Of the 99 households, 30.3% of which had children under the age of 18 living with them, 48.5% were married couples living together, 11.1% were cohabitating couples, 23.2% had a female householder with no spouse or partner present and 17.2% had a male householder with no spouse or partner present. 37.4% of all households were non-families. 24.2% of all households were made up of individuals, 12.1% had someone living alone who was 65 years old or older.

The median age in the city was 38.0 years. 30.0% of the residents were under the age of 20; 6.0% were between the ages of 20 and 24; 21.6% were from 25 and 44; 18.8% were from 45 and 64; and 23.6% were 65 years of age or older. The gender makeup of the city was 47.6% male and 52.4% female.

===2010 census===
As of the census of 2010, there were 264 people, 109 households, and 71 families living in the city. The population density was 628.6 PD/sqmi. There were 123 housing units at an average density of 292.9 /sqmi. The racial makeup of the city was 87.5% White, 11.0% from other races, and 1.5% from two or more races. Hispanic or Latino of any race were 22.0% of the population.

There were 109 households, of which 28.4% had children under the age of 18 living with them, 45.9% were married couples living together, 14.7% had a female householder with no husband present, 4.6% had a male householder with no wife present, and 34.9% were non-families. 26.6% of all households were made up of individuals, and 11% had someone living alone who was 65 years of age or older. The average household size was 2.42 and the average family size was 2.89.

The median age in the city was 36 years. 25.8% of residents were under the age of 18; 7.6% were between the ages of 18 and 24; 21.9% were from 25 to 44; 30.2% were from 45 to 64; and 14.4% were 65 years of age or older. The gender makeup of the city was 48.9% male and 51.1% female.

===2000 census===
As of the census of 2000, there were 288 people, 114 households, and 76 families living in the city. The population density was 684.4 PD/sqmi. There were 123 housing units at an average density of 292.3 /sqmi. The racial makeup of the city was 93.40% White, 0.69% Native American, 2.78% from other races, and 3.12% from two or more races. Hispanic or Latino of any race were 4.17% of the population.

There were 114 households, out of which 30.7% had children under the age of 18 living with them, 50.0% were married couples living together, 10.5% had a female householder with no husband present, and 33.3% were non-families. 24.6% of all households were made up of individuals, and 10.5% had someone living alone who was 65 years of age or older. The average household size was 2.53 and the average family size was 2.95.

In the city, the population was spread out, with 27.8% under the age of 18, 6.3% from 18 to 24, 25.0% from 25 to 44, 27.8% from 45 to 64, and 13.2% who were 65 years of age or older. The median age was 38 years. For every 100 females, there were 98.6 males. For every 100 females age 18 and over, there were 94.4 males.
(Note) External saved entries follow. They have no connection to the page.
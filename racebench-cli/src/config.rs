//! Configuration loading from racebench.toml
//!
//! Run defaults can be specified in a `racebench.toml` file. The file is
//! discovered by walking up from the current directory, or passed explicitly
//! with `--config`. Command-line flags override file values.

use serde::{Deserialize, Serialize};
use std::path::{Path, PathBuf};
use std::time::Duration;

/// Name of the discovered configuration file
pub const CONFIG_FILE_NAME: &str = "racebench.toml";

/// racebench configuration
#[derive(Debug, Clone, Serialize, Deserialize, Default)]
pub struct RacebenchConfig {
    /// Shared execution-model settings
    #[serde(default)]
    pub benchmark: BenchmarkConfig,
    /// CPU-bound benchmark defaults
    #[serde(default)]
    pub cpu: CpuConfig,
    /// I/O-bound benchmark defaults
    #[serde(default)]
    pub io: IoConfig,
    /// Race demonstrator defaults
    #[serde(default)]
    pub race: RaceConfig,
    /// Output configuration
    #[serde(default)]
    pub output: OutputConfig,
}

/// Settings shared by both benchmarks
#[derive(Debug, Clone, Serialize, Deserialize)]
pub struct BenchmarkConfig {
    /// Worker pool size; defaults to the available CPU parallelism
    #[serde(default)]
    pub workers: Option<i64>,
    /// Auto chunk count is `chunk_multiplier × workers`
    #[serde(default = "default_chunk_multiplier")]
    pub chunk_multiplier: i64,
}

impl Default for BenchmarkConfig {
    fn default() -> Self {
        Self {
            workers: None,
            chunk_multiplier: default_chunk_multiplier(),
        }
    }
}

fn default_chunk_multiplier() -> i64 {
    4
}

/// CPU-bound benchmark defaults
#[derive(Debug, Clone, Serialize, Deserialize)]
pub struct CpuConfig {
    /// First integer tested
    #[serde(default = "default_cpu_start")]
    pub start: i64,
    /// End of the tested range (exclusive)
    #[serde(default = "default_cpu_end")]
    pub end: i64,
}

impl Default for CpuConfig {
    fn default() -> Self {
        Self {
            start: default_cpu_start(),
            end: default_cpu_end(),
        }
    }
}

fn default_cpu_start() -> i64 {
    2
}
fn default_cpu_end() -> i64 {
    200_000
}

/// I/O-bound benchmark defaults
#[derive(Debug, Clone, Serialize, Deserialize)]
pub struct IoConfig {
    /// Number of sleeping tasks
    #[serde(default = "default_io_tasks")]
    pub tasks: i64,
    /// Blocking interval per task (e.g. "10ms")
    #[serde(default = "default_io_delay")]
    pub delay: String,
    /// Thread and process pool size for this benchmark
    #[serde(default = "default_io_workers")]
    pub workers: i64,
}

impl Default for IoConfig {
    fn default() -> Self {
        Self {
            tasks: default_io_tasks(),
            delay: default_io_delay(),
            workers: default_io_workers(),
        }
    }
}

fn default_io_tasks() -> i64 {
    500
}
fn default_io_delay() -> String {
    "10ms".to_string()
}
fn default_io_workers() -> i64 {
    100
}

/// Race demonstrator defaults
#[derive(Debug, Clone, Serialize, Deserialize)]
pub struct RaceConfig {
    /// Trials per policy
    #[serde(default = "default_trials")]
    pub trials: i64,
    /// Starting balance in subunits
    #[serde(default = "default_start_balance")]
    pub start_balance: i64,
    /// Amount each withdrawer tries to take, in subunits
    #[serde(default = "default_withdraw_amount")]
    pub withdraw_amount: i64,
    /// Number of outcomes listed per policy
    #[serde(default = "default_top_outcomes")]
    pub top_outcomes: usize,
    /// Trials run concurrently
    #[serde(default = "default_jobs")]
    pub jobs: i64,
    /// Currency code used when printing balances
    #[serde(default = "default_currency")]
    pub currency: String,
    /// Show a progress bar over trials
    #[serde(default = "default_progress")]
    pub progress: bool,
}

impl Default for RaceConfig {
    fn default() -> Self {
        Self {
            trials: default_trials(),
            start_balance: default_start_balance(),
            withdraw_amount: default_withdraw_amount(),
            top_outcomes: default_top_outcomes(),
            jobs: default_jobs(),
            currency: default_currency(),
            progress: default_progress(),
        }
    }
}

fn default_trials() -> i64 {
    20_000
}
fn default_start_balance() -> i64 {
    100_000
}
fn default_withdraw_amount() -> i64 {
    70_000
}
fn default_top_outcomes() -> usize {
    racebench_stats::DEFAULT_TOP_OUTCOMES
}
fn default_jobs() -> i64 {
    1
}
fn default_currency() -> String {
    "PLN".to_string()
}
fn default_progress() -> bool {
    true
}

/// Output configuration
#[derive(Debug, Clone, Serialize, Deserialize)]
pub struct OutputConfig {
    /// Default output format: "human" or "json"
    #[serde(default = "default_format")]
    pub format: String,
}

impl Default for OutputConfig {
    fn default() -> Self {
        Self {
            format: default_format(),
        }
    }
}

fn default_format() -> String {
    "human".to_string()
}

impl RacebenchConfig {
    /// Load configuration from a TOML file
    pub fn load(path: impl AsRef<Path>) -> anyhow::Result<Self> {
        let content = std::fs::read_to_string(path.as_ref())?;
        let config: Self = toml::from_str(&content)?;
        Ok(config)
    }

    /// Find `racebench.toml` by walking up from `start`
    pub fn find_from(start: impl Into<PathBuf>) -> Option<PathBuf> {
        let mut dir = start.into();
        loop {
            let config_path = dir.join(CONFIG_FILE_NAME);
            if config_path.is_file() {
                return Some(config_path);
            }
            if !dir.pop() {
                return None;
            }
        }
    }

    /// Try to discover and load configuration by walking up from the current directory
    pub fn discover() -> anyhow::Result<Option<(PathBuf, Self)>> {
        let Ok(cwd) = std::env::current_dir() else {
            return Ok(None);
        };
        match Self::find_from(cwd) {
            Some(path) => {
                let config = Self::load(&path)?;
                Ok(Some((path, config)))
            }
            None => Ok(None),
        }
    }

    /// Generate a default configuration as TOML string
    pub fn default_toml() -> String {
        r#"# racebench configuration

[benchmark]
# Worker pool size (defaults to available CPU parallelism)
# workers = 8
# Auto chunk count (--chunks 0) is chunk_multiplier x workers
chunk_multiplier = 4

[cpu]
# Count primes in [start, end)
start = 2
end = 200000

[io]
# Number of sleeping tasks and the interval each one blocks for
tasks = 500
delay = "10ms"
workers = 100

[race]
trials = 20000
# Balances are in currency subunits
start_balance = 100000
withdraw_amount = 70000
top_outcomes = 5
# Trials run concurrently (each trial still has exactly two withdrawers)
jobs = 1
currency = "PLN"
progress = true

[output]
# human or json
format = "human"
"#
        .to_string()
    }

    /// Parse duration string (e.g., "10ms", "1.5s", "250us")
    pub fn parse_duration(s: &str) -> anyhow::Result<Duration> {
        let s = s.trim();
        if s.is_empty() {
            return Err(anyhow::anyhow!("Empty duration string"));
        }

        // Find where the number ends and unit begins
        let (num_part, unit_part) = s
            .char_indices()
            .find(|(_, c)| c.is_alphabetic() || *c == 'µ')
            .map(|(i, _)| s.split_at(i))
            .unwrap_or((s, "s"));

        let value: f64 = num_part
            .trim()
            .parse()
            .map_err(|_| anyhow::anyhow!("Invalid duration number: {}", num_part))?;
        if !value.is_finite() || value < 0.0 {
            return Err(anyhow::anyhow!("Duration must be non-negative: {}", s));
        }

        let nanos_per_unit: f64 = match unit_part.to_lowercase().as_str() {
            "ns" => 1.0,
            "us" | "µs" => 1_000.0,
            "ms" => 1_000_000.0,
            "s" | "" => 1_000_000_000.0,
            "m" | "min" => 60_000_000_000.0,
            _ => return Err(anyhow::anyhow!("Unknown duration unit: {}", unit_part)),
        };

        Ok(Duration::from_nanos((value * nanos_per_unit) as u64))
    }
}

#[cfg(test)]
mod tests {
    use super::*;

    #[test]
    fn test_default_config() {
        let config = RacebenchConfig::default();
        assert_eq!(config.benchmark.chunk_multiplier, 4);
        assert_eq!(config.cpu.start, 2);
        assert_eq!(config.cpu.end, 200_000);
        assert_eq!(config.io.delay, "10ms");
        assert_eq!(config.race.trials, 20_000);
        assert_eq!(config.race.start_balance, 100_000);
        assert_eq!(config.race.withdraw_amount, 70_000);
        assert_eq!(config.race.top_outcomes, 5);
        assert!(config.race.progress);
    }

    #[test]
    fn test_parse_duration() {
        let d = RacebenchConfig::parse_duration;
        assert_eq!(d("10ms").unwrap(), Duration::from_millis(10));
        assert_eq!(d("1.5s").unwrap(), Duration::from_millis(1_500));
        assert_eq!(d("250us").unwrap(), Duration::from_micros(250));
        assert_eq!(d("250µs").unwrap(), Duration::from_micros(250));
        assert_eq!(d("1000ns").unwrap(), Duration::from_nanos(1_000));
        assert_eq!(d("2m").unwrap(), Duration::from_secs(120));
        assert_eq!(d("3").unwrap(), Duration::from_secs(3));
    }

    #[test]
    fn test_parse_duration_rejects_garbage() {
        assert!(RacebenchConfig::parse_duration("").is_err());
        assert!(RacebenchConfig::parse_duration("fast").is_err());
        assert!(RacebenchConfig::parse_duration("10 parsecs").is_err());
        assert!(RacebenchConfig::parse_duration("-5ms").is_err());
    }

    #[test]
    fn test_parse_toml() {
        let toml_str = r#"
            [race]
            trials = 500
            currency = "EUR"

            [io]
            delay = "1ms"
        "#;

        let config: RacebenchConfig = toml::from_str(toml_str).unwrap();
        assert_eq!(config.race.trials, 500);
        assert_eq!(config.race.currency, "EUR");
        assert_eq!(config.io.delay, "1ms");
        // Defaults should still apply
        assert_eq!(config.race.withdraw_amount, 70_000);
        assert_eq!(config.output.format, "human");
    }

    #[test]
    fn test_default_toml_parses() {
        let config: RacebenchConfig = toml::from_str(&RacebenchConfig::default_toml()).unwrap();
        assert_eq!(config.io.tasks, 500);
        assert_eq!(config.benchmark.workers, None);
    }

    #[test]
    fn test_find_from_walks_up() {
        let root = std::env::temp_dir().join(format!("racebench-config-{}", std::process::id()));
        let nested = root.join("a").join("b");
        std::fs::create_dir_all(&nested).unwrap();
        std::fs::write(root.join(CONFIG_FILE_NAME), "[cpu]\nend = 100\n").unwrap();

        let found = RacebenchConfig::find_from(&nested).unwrap();
        assert_eq!(found, root.join(CONFIG_FILE_NAME));
        assert_eq!(RacebenchConfig::load(&found).unwrap().cpu.end, 100);

        std::fs::remove_dir_all(&root).unwrap();
    }
}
The median income for a household in the city was $36,250, and the median income for a family was $40,568. Males had a median income of $26,875 versus $15,000 for females. The per capita income for the city was $14,446. About 3.4% of families and 6.0% of the population were below the poverty line, including 2.5% of those under the age of eighteen and 5.7% of those 65 or over.

==Education==
The Denison Community School District operates public schools in the area.